10.8.09

La enfermedad sospechosa, 10


La mujer más dichosa del mundo

Fuese por su recién estrenada condición botánica o por su imaginación enfebrecida prematuramente, el caso es que a Ramón Vargas empezó a darle aprensión vivir en una cuadra de las Cuevas del Siete, por limpia que pareciese. Las teorías del alemán Koch, del inglés Snow y del tortosino Ferrán lo habían convencido hasta la hiperestesia. Si en efecto era una bacteria que se propagaba por lo sólido y lo líquido y no por lo etéreo, apenas había un palmo de tierra que no fuese un ponzoñoso caldo de cultivo. Regueros de aguas negras cruzaban las calles y se estancaban en albañales que desprendían un vapor fétido cuando les pegaba el sol. Las moscas bebían en la carne viva de algún burro, y se posaban después en el plato de entresijos que los niños comían con los dedos sucios y en la pastura de morcacho que echaban a las bestias de comer. En las casas, las pulgas hacían nido en colchones de lana podrida por generaciones de sudor. Los vasos de vino se enjuagaban con aguas turbias en las que habían bebido perros enfermos de rabia. Las manos que amasaban el pan acariciaban al caballo, y recogían su estiércol. Ramón se dio cuenta de que no había en el mundo nada intocable. Todos los objetos, todos los alimentos y todos los detritus formaban parte de una tela de araña mortífetra entre cuyas vías viajaba el microbio mucho más ligero que el ferrocarril.
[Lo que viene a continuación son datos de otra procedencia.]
//! Catalog store
//!
//! The catalog is an immutable, ordered list of beats fixed at process start.
//! It is built once and shared read-only (`Arc<Catalog>`) by the cart and
//! favorites engines, which resolve their weak beat references through it.

use crate::{Error, Result};
use serde::{Deserialize, Serialize};
use std::collections::HashSet;
use std::path::Path;
use tracing::info;

/// A beat offered in the store
///
/// Field names serialize in camelCase so catalog files written for the web
/// front-end load unchanged.
#[derive(Debug, Clone, PartialEq, Serialize, Deserialize)]
#[serde(rename_all = "camelCase")]
pub struct Beat {
    /// Opaque identifier, unique across the catalog
    pub id: String,
    pub title: String,
    pub artist: String,
    pub genre: String,
    pub bpm: u32,
    /// Musical key, e.g. "C Minor"
    pub key: String,
    /// Base (basic-license) price in dollars
    pub price: f64,
    pub image: String,
    pub audio_url: String,
    /// Length in whole seconds
    pub duration: u32,
    pub tags: Vec<String>,
    /// Display badge only
    pub is_exclusive: bool,
    #[serde(default, skip_serializing_if = "Option::is_none")]
    pub description: Option<String>,
    #[serde(default, skip_serializing_if = "Option::is_none")]
    pub release_date: Option<String>,
}

/// Read-only beat catalog
#[derive(Debug, Clone)]
pub struct Catalog {
    beats: Vec<Beat>,
}

impl Catalog {
    /// Build a catalog from beats in display order
    ///
    /// Rejects duplicate ids, zero bpm and negative or non-finite prices.
    pub fn new(beats: Vec<Beat>) -> Result<Self> {
        let mut seen = HashSet::new();
        for beat in &beats {
            if !seen.insert(beat.id.as_str()) {
                return Err(Error::Config(format!("Duplicate beat id in catalog: {}", beat.id)));
            }
            if beat.bpm == 0 {
                return Err(Error::Config(format!("Beat {} has zero bpm", beat.id)));
            }
            if !beat.price.is_finite() || beat.price < 0.0 {
                return Err(Error::Config(format!(
                    "Beat {} has invalid price {}",
                    beat.id, beat.price
                )));
            }
        }
        Ok(Self { beats })
    }

    /// The built-in catalog shipped with the store
    pub fn sample() -> Self {
        Self { beats: sample_beats() }
    }

    /// Load a catalog from a JSON array of beats
    pub fn from_json_file(path: &Path) -> Result<Self> {
        let text = std::fs::read_to_string(path)?;
        let beats: Vec<Beat> = serde_json::from_str(&text)?;
        if beats.is_empty() {
            return Err(Error::Config(format!("Catalog file is empty: {}", path.display())));
        }
        let catalog = Self::new(beats)?;
        info!("Loaded {} beats from {}", catalog.len(), path.display());
        Ok(catalog)
    }

    /// All beats, in source order
    pub fn all_beats(&self) -> &[Beat] {
        &self.beats
    }

    /// Exact-match lookup by id
    pub fn beat_by_id(&self, id: &str) -> Option<&Beat> {
        self.beats.iter().find(|beat| beat.id == id)
    }

    pub fn contains(&self, id: &str) -> bool {
        self.beat_by_id(id).is_some()
    }

    /// Distinct genres in first-seen order
    pub fn genres(&self) -> Vec<&str> {
        let mut genres: Vec<&str> = Vec::new();
        for beat in &self.beats {
            if !genres.contains(&beat.genre.as_str()) {
                genres.push(&beat.genre);
            }
        }
        genres
    }

    pub fn len(&self) -> usize {
        self.beats.len()
    }

    pub fn is_empty(&self) -> bool {
        self.beats.is_empty()
    }
}

impl Default for Catalog {
    fn default() -> Self {
        Self::sample()
    }
}

#[allow(clippy::too_many_arguments)]
fn beat(
    id: &str,
    title: &str,
    artist: &str,
    genre: &str,
    bpm: u32,
    key: &str,
    price: f64,
    image: &str,
    duration: u32,
    tags: &[&str],
    is_exclusive: bool,
    description: &str,
    release_date: &str,
) -> Beat {
    Beat {
        id: id.to_string(),
        title: title.to_string(),
        artist: artist.to_string(),
        genre: genre.to_string(),
        bpm,
        key: key.to_string(),
        price,
        image: image.to_string(),
        audio_url: "/placeholder-audio.mp3".to_string(),
        duration,
        tags: tags.iter().map(|t| t.to_string()).collect(),
        is_exclusive,
        description: Some(description.to_string()),
        release_date: Some(release_date.to_string()),
    }
}

fn sample_beats() -> Vec<Beat> {
    vec![
        beat(
            "1", "Midnight Vibes", "BlingsBeats", "Hip Hop", 140, "C Minor", 29.99,
            "/Cover-images/image-4.jpeg", 180, &["Dark", "Trap", "Melodic"], false,
            "A dark and atmospheric trap beat with melodic elements perfect for late-night sessions. \
             This track features haunting melodies layered over hard-hitting 808s and crisp hi-hats. \
             The composition builds tension throughout, making it ideal for introspective rap verses \
             or moody vocal performances.",
            "2024-01-15",
        ),
        beat(
            "2", "Neon Dreams", "BilingsBeats", "Electronic", 128, "F Major", 39.99,
            "/Cover-images/image-5.jpeg", 210, &["Synth", "Ambient", "Chill"], true,
            "Ethereal electronic soundscape with lush synths and ambient textures. Perfect for \
             creating dreamy, atmospheric tracks with a modern electronic edge.",
            "2024-01-20",
        ),
        beat(
            "3", "Street Symphony", "BlingsBeats", "Hip Hop", 85, "G Minor", 24.99,
            "/Cover-images/image-6.jpeg", 195, &["Boom Bap", "Classic", "Vinyl"], false,
            "Classic boom bap beat with vinyl crackle and old-school hip hop vibes. Features \
             authentic drum breaks and nostalgic samples that transport you back to the golden era \
             of hip hop.",
            "2024-01-10",
        ),
        beat(
            "4", "Future Bass Drop", "BlingsBeats", "EDM", 150, "D Major", 34.99,
            "/Cover-images/image-7.jpeg", 220, &["Future Bass", "Drop", "Energy"], false,
            "High-energy future bass track with massive drops and euphoric melodies. Built for \
             festival crowds and dance floors with soaring synths and crushing bass.",
            "2024-01-25",
        ),
        beat(
            "5", "Lo-Fi Study", "BlingsBeats", "Lo-Fi", 70, "A Minor", 19.99,
            "/Cover-images/image-8.jpeg", 240, &["Chill", "Study", "Relaxing"], false,
            "Relaxing lo-fi beat perfect for studying, working, or chilling out. Features warm \
             analog textures, gentle percussion, and soothing melodies that create the perfect \
             ambient backdrop.",
            "2024-01-05",
        ),
        beat(
            "6", "Trap Anthem", "BlingsBeats", "Trap", 145, "B Minor", 44.99,
            "/Cover-images/image-9.jpeg", 200, &["Hard", "808", "Anthem"], true,
            "Hard-hitting trap anthem with thunderous 808s and aggressive energy. Designed for \
             high-impact performances with crushing low-end and razor-sharp hi-hats.",
            "2024-01-30",
        ),
        beat(
            "7", "Cosmic Journey", "BlingsBeats", "Ambient", 90, "E Minor", 27.99,
            "/Cover-images/image-4.jpeg", 300, &["Space", "Atmospheric", "Cinematic"], false,
            "Expansive ambient track that takes listeners on a cosmic journey through space. \
             Features ethereal pads, distant textures, and evolving soundscapes perfect for \
             meditation or film scoring.",
            "2024-02-01",
        ),
        beat(
            "8", "Urban Pulse", "BlingsBeats", "Hip Hop", 95, "F# Minor", 32.99,
            "/Cover-images/image-5.jpeg", 185, &["Urban", "Modern", "Groove"], true,
            "Modern hip hop beat with urban influences and infectious groove. Combines \
             contemporary production techniques with classic hip hop elements for a fresh, \
             street-ready sound.",
            "2024-02-05",
        ),
    ]
}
Ramón creía estar haciendo lo que debía. Si de algo le había servido la carta de don Francisco Loscos era para no dejarse llevar por la botánica. El ejemplo del hermano Silvestre, que ya se había puesto manos a la obra, le empujaba a considerar qué aspecto podía depender de sí mismo. En la escuela no sólo dictaba párrafos de Charles Darwin sino fragmentos de cartillas sanitarias que después explicaba a los muchachos. Fuera de allí, y teniendo en cuenta que pocas personas sabían leer, Ramón aprovechaba siempre que podía sus visitas a las casas de los labradores y trataba de explicarles las más elementales medidas de protección. Los agricultores lo miraban con respeto, la mirada concentrada, los labios prietos, pero después de escucharlo se encogían de hombros o estallaban en una risotada a la primera gracia que soltase cualquiera.
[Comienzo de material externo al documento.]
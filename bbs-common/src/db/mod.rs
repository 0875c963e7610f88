//! Database initialization for the durable storage backend

pub mod init;
pub mod models;

pub use init::*;
pub use models::*;
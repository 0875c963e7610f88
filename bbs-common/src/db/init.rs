//! Database initialization
//!
//! Opens (creating if needed) the SQLite file backing durable storage and
//! makes sure the `storage` table exists. Safe to call on every startup.

use crate::Result;
use sqlx::sqlite::{SqliteConnectOptions, SqliteJournalMode, SqlitePoolOptions};
use sqlx::SqlitePool;
use std::path::Path;
use std::time::Duration;
use tracing::info;

/// Busy timeout applied to every connection
const BUSY_TIMEOUT: Duration = Duration::from_millis(5000);

/// Initialize database connection and create tables if needed
pub async fn init_database(db_path: &Path) -> Result<SqlitePool> {
    let newly_created = !db_path.exists();

    if let Some(parent) = db_path.parent() {
        std::fs::create_dir_all(parent)?;
    }

    // Applied to every pooled connection, not just the first
    let options = SqliteConnectOptions::new()
        .filename(db_path)
        .create_if_missing(true)
        .journal_mode(SqliteJournalMode::Wal)
        .busy_timeout(BUSY_TIMEOUT);
    let pool = SqlitePoolOptions::new()
        .max_connections(5)
        .connect_with(options)
        .await?;

    if newly_created {
        info!("Initialized new database: {}", db_path.display());
    } else {
        info!("Opened existing database: {}", db_path.display());
    }

    create_storage_table(&pool).await?;

    Ok(pool)
}

/// Open a private in-memory database with the schema applied
///
/// Limited to one connection: every `:memory:` connection is its own database.
pub async fn init_memory_database() -> Result<SqlitePool> {
    let pool = SqlitePoolOptions::new()
        .max_connections(1)
        .connect("sqlite::memory:")
        .await?;

    create_storage_table(&pool).await?;

    Ok(pool)
}

/// Create the storage table
///
/// Stores serialized collections keyed by name ("cart", "favorites").
pub async fn create_storage_table(pool: &SqlitePool) -> Result<()> {
    sqlx::query(
        r#"
        CREATE TABLE IF NOT EXISTS storage (
            key TEXT PRIMARY KEY,
            value TEXT NOT NULL,
            updated_at TIMESTAMP NOT NULL DEFAULT CURRENT_TIMESTAMP
        )
        "#,
    )
    .execute(pool)
    .await?;

    Ok(())
}
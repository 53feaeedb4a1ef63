//! Headless Snake simulation: grid geometry, heading-relative actions, the
//! game engine, and a text renderer.

mod action;
mod config;
mod engine;
mod render;
mod state;

pub use action::{Action, Direction, NUM_ACTIONS};
pub use config::GameConfig;
pub use engine::SnakeGame;
pub use render::RenderContext;
pub use state::{EpisodeStatus, Point, StepResult};

/// The narrow view of a Snake game the agent trains against.
pub trait SnakeEnvironment {
    fn head(&self) -> Point;

    fn direction(&self) -> Direction;

    fn food(&self) -> Point;

    fn score(&self) -> u32;

    /// True if `point` is outside the grid or on the snake's body (head excluded).
    fn is_collision(&self, point: Point) -> bool;

    /// Advance one frame with a heading-relative action.
    fn play_step(&mut self, action: Action) -> StepResult;

    /// Start a new episode.
    fn reset(&mut self);

    /// Manhattan distance from the head to the food.
    fn food_distance(&self) -> i32 {
        self.head().manhattan_distance(self.food())
    }
}
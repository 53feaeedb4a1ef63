//! Training infrastructure: the per-step driver, replay memory, score
//! history, and the game loop that ties them to checkpointing.

pub mod episode;
pub mod metrics;
pub mod replay_buffer;
pub mod trainer;

pub use episode::{play_greedy_game, training_step, GreedyGame, StepRecord};
pub use metrics::{ScoreHistory, ScoreStatistics};
pub use replay_buffer::{ReplayMemory, Transition};
pub use trainer::{Trainer, TrainerConfig, TrainingSummary};
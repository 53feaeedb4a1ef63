use crate::ai::SnakeAgent;
use crate::game::{EpisodeStatus, SnakeEnvironment, StepResult};
use crate::training::replay_buffer::Transition;

/// Everything that happened during one training step.
#[derive(Debug, Clone, Copy)]
pub struct StepRecord {
    pub transition: Transition,
    pub result: StepResult,
    /// Loss of the short-memory update on this transition.
    pub loss: f32,
}

/// Observe, act, shape the reward, train on the step, and store it.
pub fn training_step<G: SnakeEnvironment>(agent: &mut SnakeAgent, game: &mut G) -> StepRecord {
    let state = agent.get_state(game);
    let old_score = game.score();
    let action = agent.get_action(&state);

    let result = game.play_step(action);
    let next_state = agent.get_state(game);
    let reward = agent.calculate_reward(
        result.status,
        result.score,
        old_score,
        game.food_distance(),
    );

    let transition = Transition {
        state,
        action,
        reward,
        next_state,
        done: result.done,
    };
    let metrics = agent.train_short_memory(&transition);
    agent.remember(transition);

    StepRecord {
        transition,
        result,
        loss: metrics.loss,
    }
}

/// Outcome of a game played without exploration or learning.
#[derive(Debug, Clone, Copy, PartialEq, Eq)]
pub struct GreedyGame {
    pub score: u32,
    pub steps: usize,
    pub status: EpisodeStatus,
}

/// Reset `game` and play it to the end with greedy actions.
///
/// `on_frame` sees the game after the reset and after every step.
pub fn play_greedy_game<G, F>(agent: &SnakeAgent, game: &mut G, mut on_frame: F) -> GreedyGame
where
    G: SnakeEnvironment,
    F: FnMut(&G),
{
    game.reset();
    on_frame(game);

    let mut steps = 0;
    loop {
        let state = agent.get_state(game);
        let result = game.play_step(agent.greedy_action(&state));
        steps += 1;
        on_frame(game);

        if result.done {
            return GreedyGame {
                score: result.score,
                steps,
                status: result.status,
            };
        }
    }
}

#[cfg(test)]
mod tests {
    use super::*;
    use crate::ai::AgentConfig;
    use crate::game::{GameConfig, SnakeGame};

    fn test_agent(dir: &std::path::Path) -> SnakeAgent {
        SnakeAgent::with_seed(
            AgentConfig {
                hidden_size: 16,
                batch_size: 8,
                model_dir: dir.to_path_buf(),
                ..Default::default()
            },
            21,
        )
    }

    #[test]
    fn test_training_step_stores_transition() {
        let dir = tempfile::tempdir().unwrap();
        let mut agent = test_agent(dir.path());
        let mut game = SnakeGame::with_seed(GameConfig::small(), 3);

        let record = training_step(&mut agent, &mut game);

        assert_eq!(agent.memory().len(), 1);
        assert_eq!(agent.memory().iter().next(), Some(&record.transition));
        assert_eq!(record.transition.done, record.result.done);
        assert_eq!(agent.trainer().step_count(), 1);
        assert!(record.loss.is_finite());
    }

    #[test]
    fn test_training_step_collision_reward() {
        let dir = tempfile::tempdir().unwrap();
        let mut agent = test_agent(dir.path());
        let mut game = SnakeGame::with_seed(GameConfig::small(), 4);

        let mut record = training_step(&mut agent, &mut game);
        while !record.result.done {
            record = training_step(&mut agent, &mut game);
        }
        match record.result.status {
            EpisodeStatus::Collision => assert_eq!(record.transition.reward, -10.0),
            EpisodeStatus::Timeout => assert_eq!(record.transition.reward, -11.0),
            EpisodeStatus::Running => unreachable!(),
        }
    }

    #[test]
    fn test_play_greedy_game_terminates() {
        let dir = tempfile::tempdir().unwrap();
        let agent = test_agent(dir.path());
        let mut game = SnakeGame::with_seed(GameConfig::small(), 5);

        let mut frames = 0;
        let outcome = play_greedy_game(&agent, &mut game, |_| frames += 1);

        assert!(outcome.status.is_done());
        assert_eq!(frames, outcome.steps + 1);
        // Greedy play does not learn.
        assert_eq!(agent.trainer().step_count(), 0);
        assert!(agent.memory().is_empty());
    }
}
Ramón empleaba todos sus recursos para sortear la ignorancia y hacerse escuchar, pero pronto comprendió que la misma idea de higiene no era comprendida naturalmente. El olfato de aquellas gentes no distinguía como bueno o como malo sino como fragante o fétido, sin más. Las heces, como los cadáveres de los animales, no se arrojaban algo retiradas de la casas porque fuesen focos de infección sino porque olían mal. Y el olor, a fin de cuentas, nunca dejó de ser una cuestión de costumbre.
Cada vez que se acercaba a la taberna, o paraba en un corro de albarderos que se juntaban a la caída de la tarde bajo la sombra del acueducto, o entraba en el obrador de compostura de sombreros usados que había cerca de la escuela, trataba de sacar de algún modo la conversación, pero la gente la espantaba como se espanta a una mosca.
Su situación personal le parecía cómica. Estaba convencido de ser un nihilista y se dedicaba a predicar como un fraile. Explicaba teorías que, según se mirase, invitaban al catastrofismo, y al mismo tiempo trataba de justificar su conciencia trabajando por la causa de la salubridad. Detestaba las costumbres de los curas, pero si quería estar en paz consigo mismo debía comportarse como su amigo el franciscano.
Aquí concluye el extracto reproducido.